Fresh Fruit for Rotting Vegetables - deceleration made somewhat easy. - Page 3

part three - a fingerless button:

so we've got our assets, now we're going to create the code for the button.

select the button movie clip and bring up the actions panel. we're going to turn this movie clip into the "fingerless button" i alluded to in the title of this section.

this is the code to apply to the button:

onClipEvent(mouseDown) {
	 if (hitTest(_root._xmouse,_root._ymouse)) {
	  _root.ball.xDest = random(500) + 50;
	  _root.ball.yDest = random(100) + 50;
	  _root.ball.rotDest = random(80);
  	_root.ball.ScaleDest = random(180) + 20;
 	}
}

here's what it does:

Since this occurs in the "mouseDown" event, this means the code will only occur when the user clicks the mouse. however, this also means the user could click anywhere on the screen - not just on the button.

So the first line of code in the handler: if (hitTest(_root._xmouse,_root._ymouse)) used the "hitTest" method to check and make sure the mouse coordinates are touch the button object... in essence, making sure the user clicks ON the button.

the next four lines of code:
_root.ball.xDest = random(500) + 50;
_root.ball.yDest = random(100) + 50;
_root.ball.rotDest = random(80);
_root.ball.ScaleDest = random(180) + 20;

are creating random numbers that will be used as variables to give the moving object its target values for scale, position, and rotation. the reason why the xDest (which will be the moving object's horizontal location) value is written as random(500) + 50 even though the screen is only 600px wide is to make sure the object's horizontal position is between 51 and 550. after all. if the object were placed at 0px, or 600px, it would be halfway off the screen. this also goes for the destY value, and the rotDest (although rotDest relates to rotation... the reason we add 20 here is to make sure the object always rotates a certain amount (we'll see more about this later.)

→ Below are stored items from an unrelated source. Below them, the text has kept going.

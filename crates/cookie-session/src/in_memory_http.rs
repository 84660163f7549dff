use std::sync::{PoisonError, RwLock};

use crate::{RequestContext, ResponseHeaders};

/// In-memory request and response, implementing both [`RequestContext`] and [`ResponseHeaders`].
///
/// Holds a settable `Cookie` header and request id, and records every header set on it.
/// Suitable for tests and for hosts that assemble responses after the handler returns.
#[derive(Debug, Default)]
pub struct InMemoryHttp {
    cookie_header: RwLock<Option<String>>,
    request_id: RwLock<String>,
    headers: RwLock<Vec<(String, String)>>,
}

impl InMemoryHttp {
    /// Creates an empty request with the given id and no `Cookie` header.
    pub fn new(request_id: impl Into<String>) -> Self {
        Self {
            request_id: RwLock::new(request_id.into()),
            ..Default::default()
        }
    }

    /// Set the request's `Cookie` header.
    pub fn with_cookie_header(self, header: impl Into<String>) -> Self {
        self.set_cookie_header(Some(header.into()));
        self
    }

    /// Replace the request's `Cookie` header.
    pub fn set_cookie_header(&self, header: Option<String>) {
        *self
            .cookie_header
            .write()
            .unwrap_or_else(PoisonError::into_inner) = header;
    }

    /// Start a new request: switch the request id and clear recorded response headers.
    pub fn begin_request(&self, request_id: impl Into<String>, cookie_header: Option<String>) {
        *self
            .request_id
            .write()
            .unwrap_or_else(PoisonError::into_inner) = request_id.into();
        self.set_cookie_header(cookie_header);
        self.headers
            .write()
            .unwrap_or_else(PoisonError::into_inner)
            .clear();
    }

    /// The last value set for header `name`, compared case-insensitively.
    pub fn header(&self, name: &str) -> Option<String> {
        self.headers
            .read()
            .unwrap_or_else(PoisonError::into_inner)
            .iter()
            .rev()
            .find(|(n, _)| n.eq_ignore_ascii_case(name))
            .map(|(_, v)| v.clone())
    }

    /// Every header set so far, in order.
    pub fn headers(&self) -> Vec<(String, String)> {
        self.headers
            .read()
            .unwrap_or_else(PoisonError::into_inner)
            .clone()
    }
}

impl RequestContext for InMemoryHttp {
    fn cookie_header(&self) -> Option<String> {
        self.cookie_header
            .read()
            .unwrap_or_else(PoisonError::into_inner)
            .clone()
    }

    fn request_id(&self) -> String {
        self.request_id
            .read()
            .unwrap_or_else(PoisonError::into_inner)
            .clone()
    }
}

impl ResponseHeaders for InMemoryHttp {
    fn set_header(&self, name: &str, value: &str) {
        self.headers
            .write()
            .unwrap_or_else(PoisonError::into_inner)
            .push((name.to_owned(), value.to_owned()));
    }
}
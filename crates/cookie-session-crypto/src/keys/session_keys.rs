use std::num::NonZeroU32;

use subtle::{Choice, ConstantTimeEq};
use zeroize::Zeroizing;

use super::kdf::derive_key;
use crate::DigestAlgorithm;

/// The pair of keys a session envelope is protected with: one for the block cipher and one for
/// the HMAC. Both come from the same secret but through different salts, so learning one does not
/// reveal the other.
#[derive(Clone)]
pub struct SessionKeys {
    cipher_key: Zeroizing<Vec<u8>>,
    sign_key: Zeroizing<Vec<u8>>,
}

impl SessionKeys {
    /// Derive the cipher key (`keylen / 2` bytes) and the signing key (`keylen` bytes).
    pub fn derive(
        secret: &str,
        salt: &str,
        signed_salt: &str,
        iterations: NonZeroU32,
        keylen: usize,
        digest: DigestAlgorithm,
    ) -> Self {
        tracing::debug!(
            iterations = iterations.get(),
            keylen,
            %digest,
            "Deriving session keys"
        );

        Self {
            cipher_key: derive_key(
                secret.as_bytes(),
                salt.as_bytes(),
                iterations,
                keylen / 2,
                digest,
            ),
            sign_key: derive_key(
                secret.as_bytes(),
                signed_salt.as_bytes(),
                iterations,
                keylen,
                digest,
            ),
        }
    }

    pub(crate) fn cipher_key(&self) -> &[u8] {
        &self.cipher_key
    }

    pub(crate) fn sign_key(&self) -> &[u8] {
        &self.sign_key
    }
}

impl ConstantTimeEq for SessionKeys {
    fn ct_eq(&self, other: &Self) -> Choice {
        self.cipher_key.as_slice().ct_eq(other.cipher_key.as_slice())
            & self.sign_key.as_slice().ct_eq(other.sign_key.as_slice())
    }
}

impl PartialEq for SessionKeys {
    fn eq(&self, other: &Self) -> bool {
        self.ct_eq(other).into()
    }
}

// We manually implement these to make sure we don't print any sensitive data
impl std::fmt::Debug for SessionKeys {
    fn fmt(&self, f: &mut std::fmt::Formatter<'_>) -> std::fmt::Result {
        f.debug_struct("SessionKeys").finish()
    }
}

so great, now you have a button. let's code the moving object!

part 4 - moving stuff

select the moving object now, and bring up the actions panel. here's where a little math comes in:

onClipEvent (load) {
 xDest = this._x;
 yDest = this._y;
}

onClipEvent (enterFrame) {
 if (rotDest > 0) {
  this._rotation += (rotDest)*.4;
  rotDest--;
 }
 if (this._xscale != ScaleDest) {
  this._xscale += (ScaleDest-this._xscale)*.1;
 }
 if (this._yscale != ScaleDest) {
  this._yscale += (ScaleDest-this._yscale)*.1;
 }
 if (this._x != xDest) {
  this._x += (xDest-this._x)*.12;
 }
 if (this._y != yDest) {
  this._y += (yDest-this._y)*.12;
 }
}

once again, here's the breakdown

The first chunk of code here is just initializing a couple variables:

onClipEvent (load) {
xDest = this._x;
yDest = this._y;

This simply sets the object's horizontal and vertical target values to equal its current value, thus causing the object to hold still until the button is clicked. you may wonder why the scale and rotation values aren't initialized this way, and the answer is simple. since the object is off-screen to begin with, nobody will be able to see it scale or spin... the problem with leaving xDest and yDest unitialized is that they will both default to 0, effectively placing your object onscreen before the button is clicked.

next up - rotation:
if (rotDest > 0) {
this._rotation += (rotDest)*.4;
rotDest--;
}

This uses the "rotDest" value sent when the user clicks the button to spin to object. here, so long as rotDest is greater than 0, we'll add (rotDest) * .4 to the object's rotation and subtract one from the rotDest value. (the .4 is the number controlling the rate of the spin, feel free to experiment with it.) when rotDest drops below 0, the object will stop rotating, but since rotDest is constantly getting smaller, it will slow down convinvingly.

scaling:
if (this._xscale != ScaleDest) {
this._xscale += (ScaleDest-this._xscale)*.1;
}
if (this._yscale != ScaleDest) {
this._yscale += (ScaleDest-this._yscale)*.1;
}

So, what's going here is that we have a seperate piece of code for the horizontal and vertical scaling. one affects the xscale property, and one the yscale, but they're otherwise identical. if the object's scale value is not equal to the target value sent by the button (ScaleDest), then we will add (ScaleDest - this._xscale)*.1 to it. since we're subtracting the object's current value from the target value, we're getting the distance between the two. multiplying the result by .1 gives us the actual amount the object will scale each frame, a number that will get progressively smaller until it reaches its target size. the higher this number, the quicker the object will scale. get it?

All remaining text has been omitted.